Artist Statement: My practice is motivated by my family’s narrative in relationship to land. I investigate this connection through transgenerational memories about landscape and place, which manifests through collage and installation.

I find inspiration in the memories I carry of my home – of the colors and textures that resonate, and the histories that live in the environments I occupy. I place these everchanging observations in conversation with specific sites, dates and events, to investigate my geographic lineage. In combining these gathered moments, I challenge the binaries of time, location and memory.

Creation, destruction and reimagination is a constant cycle that persists within my practice. In collage, I cut, tear and reassemble prints, photographs and handmade paper to develop imagery from individual components. In papermaking, I break down plants to produce pulp, which results in a renewed material. In sculpture, I deconstruct and rebuild, to shift the scale of an object or environment. This process of decomposing and reconceptualizing results in memoryscapes that alter the observer’s perspective, and in turn, their relationship to each piece.

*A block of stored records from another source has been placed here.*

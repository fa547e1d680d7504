//! Runtime configuration
//!
//! Resolved once from the command line and environment, then passed to the
//! front ends.

use crate::daily::{DateKey, TimeZoneChoice};
use crate::error::ServiceError;
use crate::game::Dictionary;
use crate::lookup::{HttpLookup, WordLookup};
use crate::wordlists::WordSource;
use log::{info, warn};
use std::path::PathBuf;
use std::sync::Arc;

pub const DEFAULT_DICTIONARY_URL: &str = "https://api.dictionaryapi.dev/api/v2/entries/en";
pub const DEFAULT_TRANSLATION_URL: &str = "https://api.mymemory.translated.net/get";
pub const DEFAULT_LANGUAGE_PAIR: &str = "en|hi";

const APP_DIR: &str = "wordquiz";
const LOG_FILE: &str = "wordquiz.log";

#[derive(Debug, Clone)]
pub struct Config {
    pub data_dir: PathBuf,
    pub word_source: WordSource,
    /// Skip the word list and daily store entirely
    pub offline: bool,
    pub practice: bool,
    pub timezone: TimeZoneChoice,
    pub lookup_enabled: bool,
    pub dictionary_url: String,
    pub translation_url: String,
    pub language_pair: String,
}

impl Config {
    /// Platform data directory, or the working directory if there is none
    #[must_use]
    pub fn default_data_dir() -> PathBuf {
        dirs::data_dir()
            .unwrap_or_else(|| PathBuf::from("."))
            .join(APP_DIR)
    }

    /// Configuration with every option at its default, rooted at `data_dir`
    #[must_use]
    pub fn with_data_dir(data_dir: impl Into<PathBuf>) -> Self {
        Self {
            data_dir: data_dir.into(),
            word_source: WordSource::default(),
            offline: false,
            practice: false,
            timezone: TimeZoneChoice::default(),
            lookup_enabled: true,
            dictionary_url: DEFAULT_DICTIONARY_URL.to_string(),
            translation_url: DEFAULT_TRANSLATION_URL.to_string(),
            language_pair: DEFAULT_LANGUAGE_PAIR.to_string(),
        }
    }

    /// Daily puzzle records, shared by every player of this store
    #[must_use]
    pub fn daily_dir(&self) -> PathBuf {
        self.data_dir.join("daily")
    }

    /// Completion records of this device
    #[must_use]
    pub fn device_dir(&self) -> PathBuf {
        self.data_dir.join("device")
    }

    #[must_use]
    pub fn log_path(&self) -> PathBuf {
        self.data_dir.join(LOG_FILE)
    }

    #[must_use]
    pub fn date_key(&self) -> DateKey {
        DateKey::today(self.timezone)
    }

    /// Load the legal-guess list
    ///
    /// # Errors
    /// `NetworkUnavailable` in offline mode, otherwise any load error of the
    /// configured source.
    pub fn word_list(&self) -> Result<Dictionary, ServiceError> {
        if self.offline {
            return Err(ServiceError::NetworkUnavailable(
                "offline mode requested".to_string(),
            ));
        }
        self.word_source.load()
    }

    /// Lookup client, or `None` when lookups are disabled or unavailable
    #[must_use]
    pub fn lookup(&self) -> Option<Arc<dyn WordLookup>> {
        if !self.lookup_enabled || self.offline {
            info!("Post-game lookup disabled");
            return None;
        }

        match HttpLookup::new(
            &self.dictionary_url,
            &self.translation_url,
            &self.language_pair,
        ) {
            Ok(lookup) => Some(Arc::new(lookup)),
            Err(e) => {
                warn!("Post-game lookup unavailable: {e}");
                None
            }
        }
    }
}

The contents of my work are a response to natural and human-made patterns that have formed my personal narrative: geographical features, architectural structure, colonial boundaries, and empty space. These conditions manifest through color, form, and material. They appear in my work alongside my grandmother’s recollections of our family history, and the imagined scenes that populate my reality. I merge these perspectives to create a collaborative environment that challenges my understanding of place.